Selena Gomez surgery scares are officially a thing of the past, and the star is currently in Australia, taking 7,497 miles worth of space from her on-off-onish boyfriend Justin Bieber. The singer and her friends were photographed on a yacht in Sydney. Gomez was in a bikini, reading a magazine and beaming in the sun. Vacation glow is a real thing.
Gomez’s kidney transplant complication scar is visible for the first time in photos taken by the paparazzi. In a post on Instagram, the star admits, “The beauty myth — an obsession with physical perfection that traps modern woman in an endless cycle of hopelessness, self consciousness, and self-hatred as she tries to fulfill society’s impossible definition of flawless beauty. I chose to take care of myself because I want to, not to prove anything to anyone.”
Her donor and close friend Francia Raisa recently opened up about the complication Gomez faced after the surgery, likely where her leg scar came from. “A few hours after our surgery, I woke up and had a text from her that said, “I’m really scared,” Raisa told W. “My kidney was very active, and when it turned, I broke an artery. They had to take her into emergency surgery and get a vein from her leg and build a new artery to keep my kidney in place. She could have died.”

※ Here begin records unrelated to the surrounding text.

//! Env-file parsing.
//!
//! Responsibilities:
//! - Parse `KEY=VALUE` lines from a `.env`-style file into a string map.
//!
//! Does NOT handle:
//! - The process environment; only the file contents are read.
//! - Quoting, escaping, or multi-line values.
//!
//! Invariants:
//! - Lines split on the FIRST `=`; keys and values are stored trimmed.
//! - Later duplicate keys overwrite earlier ones.
//! - Blank lines and lines whose trimmed form starts with `#` are skipped.
//! - A malformed line (no `=`) aborts the load with its line number; the
//!   line contents never appear in the error.

use std::collections::BTreeMap;
use std::path::Path;

use crate::error::ConfigError;

/// Parses the env file at `path` into `map`, overwriting existing entries.
///
/// Returns the number of lines that produced an entry.
pub(crate) fn load_env_file(
    path: &Path,
    map: &mut BTreeMap<String, String>,
) -> Result<usize, ConfigError> {
    if !path.is_file() {
        return Err(ConfigError::MissingEnvFile {
            path: path.to_path_buf(),
        });
    }

    let contents = std::fs::read_to_string(path)?;
    let mut stored = 0;
    for (index, line) in contents.lines().enumerate() {
        let trimmed = line.trim();
        if trimmed.is_empty() || trimmed.starts_with('#') {
            continue;
        }
        let Some((key, value)) = line.split_once('=') else {
            return Err(ConfigError::MalformedEnvLine {
                path: path.to_path_buf(),
                line: index + 1,
            });
        };
        map.insert(key.trim().to_string(), value.trim().to_string());
        stored += 1;
    }

    tracing::debug!(path = %path.display(), entries = stored, "env file loaded");
    Ok(stored)
}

Gomez had her transplant last summer and announced the news on Instagram with a photo of her stomach scar from the procedure. “My kidneys were just done,” Gomez said of the moment she knew she needed the transplant on the Today show. “That was it. I didn’t want to ask a single person in my life. The thought of asking somebody to do that was really difficult for me. She [Francia Raisa] volunteered and did it—and let alone somebody wanting to volunteer, it is incredibly difficult to find a match. The fact that she was a match, I mean, that’s unbelievable. That’s not real.”
“I guess I got to the point where it was really kind of life or death,” Gomez continued. “It’s really hard to think about or even to swallow especially now that as soon as I got the kidney transplant, my arthritis went away, my lupus is about a 3 to 5 percent chance it’ll ever come back, my blood pressure is better, my energy, my life has been better.”